Sin embargo, a veces el partir de los hijos es vivido por los padres como un abandono, como una falta de consideración o de reconocimiento. “no entiendo porque te tienes que ir, si aquí en casa no te falta nada”. Cuando a los padres nos cuesta tanto entender este deseo de independencia de nuestros hijos, estamos haciendo que la única forma de salir de casa sea desde el enfado o si no que se quede estancado o parado su proyecto de emancipación por el sentimiento de culpa tan grande que acarrea dejar el domicilio familiar.

A veces, este sentimiento de enfado, de abandono, de tristeza se apodera de nosotros y nos dificulta el poder vivir esta etapa con orgullo e incluso poder disfrutarla. Pero claro, si durante los últimos 18-25 años me he ocupado de ser madre o padre, ¿qué voy a hacer ahora?

En muchas parejas, este momento puede ser una oportunidad para reencontrarse, pasar más tiempo juntos, dedicar más tiempo a los viajes o proyectos de la pareja, o por el contrario puede aparecer distancia, conflictos, dificultades en la relación antes tapadas por la relación parental y el cuidado de los hijos en el hogar, que no permitían que los problemas de la relación de pareja saliesen a la luz.
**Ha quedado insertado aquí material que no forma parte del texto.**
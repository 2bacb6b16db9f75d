//! Support utilities for [`keen_retry`]'s retry API.

use async_openai::error::OpenAIError;
use keen_retry::RetryResult;
use reqwest::StatusCode;

/// Macro which implements `?`-like behavior for [`RetryResult`].
macro_rules! try_with_retry_result {
    ($result:expr) => {
        match $result {
            ::keen_retry::RetryResult::Ok { output, .. } => output,
            ::keen_retry::RetryResult::Transient { input, error } => {
                return ::keen_retry::RetryResult::Transient {
                    input,
                    error: From::from(error),
                };
            }
            ::keen_retry::RetryResult::Fatal { input, error } => {
                return ::keen_retry::RetryResult::Fatal {
                    input,
                    error: From::from(error),
                };
            }
        }
    };
}

// Here's a trick to export a macro within a crate as if it were a normal
// symbol.
pub(crate) use try_with_retry_result;

/// Build a [`RetryResult::Ok`] value.
pub(crate) fn retry_result_ok<T, E>(output: T) -> RetryResult<(), (), T, E> {
    RetryResult::Ok {
        reported_input: (),
        output,
    }
}

/// Build a [`RetryResult::Fatal`] value.
pub(crate) fn retry_result_fatal<T, E>(error: E) -> RetryResult<(), (), T, E> {
    RetryResult::Fatal { input: (), error }
}

/// Convert a [`Result`] into a [`RetryResult`], classifying errors as
/// transient or fatal.
pub(crate) trait IntoRetryResult<T, E> {
    /// Classify the error with `is_transient`.
    fn into_retry_result(
        self,
        is_transient: impl FnOnce(&E) -> bool,
    ) -> RetryResult<(), (), T, anyhow::Error>;

    /// Treat any error as fatal.
    fn into_fatal(self) -> RetryResult<(), (), T, anyhow::Error>;
}

impl<T, E> IntoRetryResult<T, E> for Result<T, E>
where
    E: Into<anyhow::Error>,
{
    fn into_retry_result(
        self,
        is_transient: impl FnOnce(&E) -> bool,
    ) -> RetryResult<(), (), T, anyhow::Error> {
        match self {
            Ok(output) => retry_result_ok(output),
            Err(error) if is_transient(&error) => RetryResult::Transient {
                input: (),
                error: error.into(),
            },
            Err(error) => retry_result_fatal(error.into()),
        }
    }

    fn into_fatal(self) -> RetryResult<(), (), T, anyhow::Error> {
        match self {
            Ok(output) => retry_result_ok(output),
            Err(error) => retry_result_fatal(error.into()),
        }
    }
}

/// Is this error a known transient error?
///
/// By default, we assume errors are not transient, until they've been observed
/// in the wild, investigated and determined to be transient. This prevents us
/// from doing large numbers of retries with exponential backoff on errors that
/// will never resolve.
pub trait IsKnownTransient {
    /// Is this error likely to be transient?
    fn is_known_transient(&self) -> bool;
}

impl IsKnownTransient for reqwest::Error {
    fn is_known_transient(&self) -> bool {
        if let Some(status) = self.status() {
            status.is_known_transient()
        } else {
            // Assume all other kinds of HTTP errors are transient. Unfortunately,
            // there are a lot of things that can go wrong, and `reqwest` doesn't
            // expose most of them in sufficient detail to be certain which are
            // transient.
            true
        }
    }
}

impl IsKnownTransient for StatusCode {
    fn is_known_transient(&self) -> bool {
        let transient_failures = [
            StatusCode::TOO_MANY_REQUESTS,
            StatusCode::BAD_GATEWAY,
            StatusCode::SERVICE_UNAVAILABLE,
            StatusCode::GATEWAY_TIMEOUT,
        ];
        transient_failures.contains(self)
    }
}

impl IsKnownTransient for OpenAIError {
    fn is_known_transient(&self) -> bool {
        match self {
            OpenAIError::Reqwest(err) => err.is_known_transient(),
            // Rate limits and server-side hiccups resolve on their own. Auth
            // failures and invalid requests never do.
            OpenAIError::ApiError(err) => matches!(
                err.r#type.as_deref(),
                Some("server_error") | Some("rate_limit_exceeded") | Some("overloaded_error")
            ),
            _ => false,
        }
    }
}
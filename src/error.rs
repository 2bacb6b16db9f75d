//! Error taxonomy for the evaluation pipeline.
//!
//! Only [`EvalError::EmptyInput`] and [`EvalError::InvalidScale`] are ever
//! surfaced to the user. Service and parsing failures are absorbed by the
//! orchestrator, which falls back to the heuristic evaluator, and export
//! failures are downgraded to warnings after the result has been computed.

use thiserror::Error;

/// Everything that can go wrong while evaluating an essay.
#[derive(Debug, Error)]
pub enum EvalError {
    /// The essay text was empty or blank. Rejected before any service call.
    #[error("essay text is empty; provide text, a file, an image, or a PDF")]
    EmptyInput,

    /// The requested score scale is unusable. This is a caller bug.
    #[error("scale_max must be at least 1, got {0}")]
    InvalidScale(u32),

    /// The external service could not be reached or refused the request.
    /// Recovered internally via the fallback evaluator.
    #[error("evaluation service unavailable: {0}")]
    ServiceUnavailable(#[source] anyhow::Error),

    /// The external service replied, but no usable structure could be
    /// recovered from its response. Recovered internally via the fallback
    /// evaluator.
    #[error("could not recover a structured evaluation from the service response")]
    MalformedResponse,

    /// A report writer failed. The evaluation result itself is still valid.
    #[error("could not write report to {path}")]
    Export {
        path: String,
        #[source]
        source: std::io::Error,
    },
}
También para las personas que han dedicado su vida al cuidado de sus hijos como única función, se experimenta un vacío muy grande, ya que su autoestima está basada en el éxito de la función como padre o como madre.

Cuando este vacío se apodera de nosotros, llevándonos a una sensación de tristeza y desasosiego que perdura en el tiempo, sería adecuado pedir ayuda o asesoramiento profesional para poder acompañar esta etapa.

La Propia Identidad

Para poder prevenir esto es importante que los padres ejerzamos la función de padres en pareja o en solitario (familias monoparentales) y vayamos recuperando nuestra identidad como hombres y mujeres además de ser padres. Que podamos ejercer además de la crianza de nuestros hijos, nuestros roles como pareja, como amigos, como profesionales, como aficionados a algo, etc; ya que esto permitirá que podamos asumir la separación de nuestros hijos como algo positivo y les estaremos dando permiso a ellos para que puedan abandonar el hogar familiar cuando se sientan preparados sin sentir culpa por dejarnos solos.

Al igual que ayudamos a nuestros hijos a caminar, primero llevándoles cogidos de la mano, después aplaudiendo y animándoles en sus primeros pasos muy de cerca para que cojan confianza y nos sentimos orgullosos cuando lo consiguen, tenemos que saber que la independencia y la emancipación es una etapa más en el desarrollo evolutivo de nuestros hijos. Y si quieren independizarse y se sienten capaces de hacerlo, es porque les hemos ayudado a lo largo de los años a sentir que tienen las suficientes capacidades y herramientas para hacerlo.  Es porque lo hemos hecho bien!!!!

Os dejo a continuación un poema del poeta libanés Kahlil Gibran:

Tus hijos no son tus hijos, son hijos e hijas de la vida deseosa de si misma.
No vienen de ti, sino a través de ti y aunque estén contigo no te pertenecen.
Puedes darles tu amor, pero no tus pensamientos, pues, ellos tienen sus propios pensamientos.
Puedes abrigar sus cuerpos, pero no sus almas, porque ellas, viven en la casa del mañana, que no puedes
visitar ni siquiera en sueños.
Puedes esforzarte en ser como ellos, pero no procures hacerlos semejantes a ti porque la vida no
retrocede, ni se detiene en el ayer.
Tú eres el arco del cual, tus hijos como flechas vivas son lanzados.
Deja que la inclinación en tu mano de arquero sea para la felicidad.